EXTRACTED RECORDS:

+ + + +

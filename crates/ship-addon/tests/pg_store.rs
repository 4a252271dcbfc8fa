//! Postgres-backed store, chunk store and job queue. Skipped unless DATABASE_URL is set.
use chrono::Utc;
use serde_json::json;
use std::time::Duration;
use ship_addon::chunks::{assemble, ChunkStore, LogChunk, PgChunkStore};
use ship_addon::config::{WorkerConfig, WorkerMode};
use ship_addon::db::init_db;
use ship_addon::error::StoreError;
use ship_addon::models::{App, ArtifactInfo, EventStatus, NewAppVersion, NewAppVersionEvent, Platform};
use ship_addon::services::{AppService, AppVersionEventService, AppVersionService, PgStore, PublishTaskService};
use ship_addon::worker::{Job, PgJobQueue, WorkerEnqueuer};
use sqlx::{Pool, Postgres};

async fn pool() -> Option<Pool<Postgres>> {
    let url = std::env::var("DATABASE_URL").ok()?;
    let pool = init_db(&url, 5).await.expect("database reachable");
    for table in ["jobs", "log_chunks", "ephemeral_counters", "publish_tasks", "app_version_events", "app_versions", "app_contacts", "app_settings", "apps"] {
        sqlx::query(&format!("DELETE FROM {table}")).execute(&pool).await.unwrap();
    }
    Some(pool)
}

async fn seed_app(pool: &Pool<Postgres>) -> App {
    sqlx::query_as::<_, App>("INSERT INTO apps (app_slug, ci_api_token) VALUES ('ship-app', 'tok') RETURNING id, app_slug, ci_api_token, created_at")
        .fetch_one(pool).await.unwrap()
}

fn new_version(app: &App, build_slug: &str) -> NewAppVersion {
    NewAppVersion {
        app_id: app.id,
        platform: Platform::Android,
        version: "1.0".into(),
        build_number: 1,
        build_slug: build_slug.into(),
        app_info: Default::default(),
        provisioning_info: Default::default(),
        store_info: json!({"title": "Ship"}),
        artifact_info: ArtifactInfo::default(),
        last_update: Utc::now(),
    }
}

#[tokio::test]
#[serial_test::serial]
async fn versions_are_unique_per_build_and_latest_wins() {
    let Some(pool) = pool().await else { return };
    let store = PgStore::new(pool.clone());
    let app = seed_app(&pool).await;
    assert_eq!(store.find_by_slug("ship-app").await.unwrap().map(|a| a.id), Some(app.id));

    let first = AppVersionService::create(&store, &new_version(&app, "b1")).await.unwrap();
    let second = AppVersionService::create(&store, &new_version(&app, "b2")).await.unwrap();
    let latest = store.latest(app.id, Platform::Android).await.unwrap().unwrap();
    assert_eq!(latest.id, second.id);
    assert_eq!(latest.store_info, json!({"title": "Ship"}));
    assert!(store.latest(app.id, Platform::Ios).await.unwrap().is_none());

    let dup = AppVersionService::create(&store, &new_version(&app, "b1")).await.unwrap_err();
    assert!(matches!(dup, StoreError::Validation(_)));
    assert_eq!(store.find_by_build(app.id, "b1", Platform::Android).await.unwrap().map(|v| v.id), Some(first.id));

    let ev = AppVersionEventService::create(&store, &NewAppVersionEvent::new(first.id, EventStatus::InProgress, "Version created")).await.unwrap();
    assert_eq!(ev.status(), Some(EventStatus::InProgress));
    assert_eq!(store.list_for_version(first.id).await.unwrap().len(), 1);

    sqlx::query("INSERT INTO publish_tasks (task_id, app_version_id) VALUES ('t1', $1)").bind(first.id).execute(&pool).await.unwrap();
    assert_eq!(store.find_by_task_id("t1").await.unwrap().map(|t| t.app_version_id), Some(first.id));
}

#[tokio::test]
#[serial_test::serial]
async fn chunk_store_counts_orders_and_expires() {
    let Some(pool) = pool().await else { return };
    let chunks = PgChunkStore::new(pool);
    let ttl = Duration::from_secs(60);
    chunks.init_counter("t1", ttl).await.unwrap();
    for (pos, text) in [(2, "b"), (1, "a"), (2, "b")] {
        chunks.append(&LogChunk { task_id: "t1".into(), position: pos, content: text.into() }, ttl).await.unwrap();
    }
    assert_eq!(chunks.counter("t1").await.unwrap(), Some(3));
    let log = assemble(&chunks.chunks("t1").await.unwrap());
    assert_eq!((log.content.as_str(), log.distinct_positions), ("ab", 2));

    chunks.append(&LogChunk { task_id: "t2".into(), position: 1, content: "x".into() }, Duration::ZERO).await.unwrap();
    assert!(chunks.chunks("t2").await.unwrap().is_empty());
    assert!(chunks.purge_expired().await.unwrap() >= 1);
}

#[tokio::test]
#[serial_test::serial]
async fn job_queue_claims_once_and_retries_then_gives_up() {
    let Some(pool) = pool().await else { return };
    let cfg = WorkerConfig { mode: WorkerMode::Queue, poll_interval: Duration::from_millis(10), max_attempts: 2, retry_delay: Duration::ZERO };
    let queue = PgJobQueue::new(pool.clone(), &cfg);
    queue.enqueue_store_log("t1", 2, "logs/a/b/c.log", Duration::from_secs(600)).await.unwrap();

    let claimed = queue.claim().await.unwrap().expect("job claimable");
    assert!(matches!(claimed.job, Job::StoreLog { chunk_count: 2, .. }));
    assert!(queue.claim().await.unwrap().is_none());

    assert!(queue.fail(&claimed, "incomplete").await.unwrap());
    let retry = queue.claim().await.unwrap().expect("requeued");
    assert_eq!(retry.attempts, 2);
    assert!(!queue.fail(&retry, "incomplete").await.unwrap());
    let status: String = sqlx::query_scalar("SELECT status FROM jobs WHERE id = $1").bind(retry.id).fetch_one(&pool).await.unwrap();
    assert_eq!(status, "failed");
}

+ + + +

INSTRUCTIONS FOR THE TASK:
Tally the lines above in which the string "INSERT" occurs, and give the total with nothing added.

ANSWER AREA:
2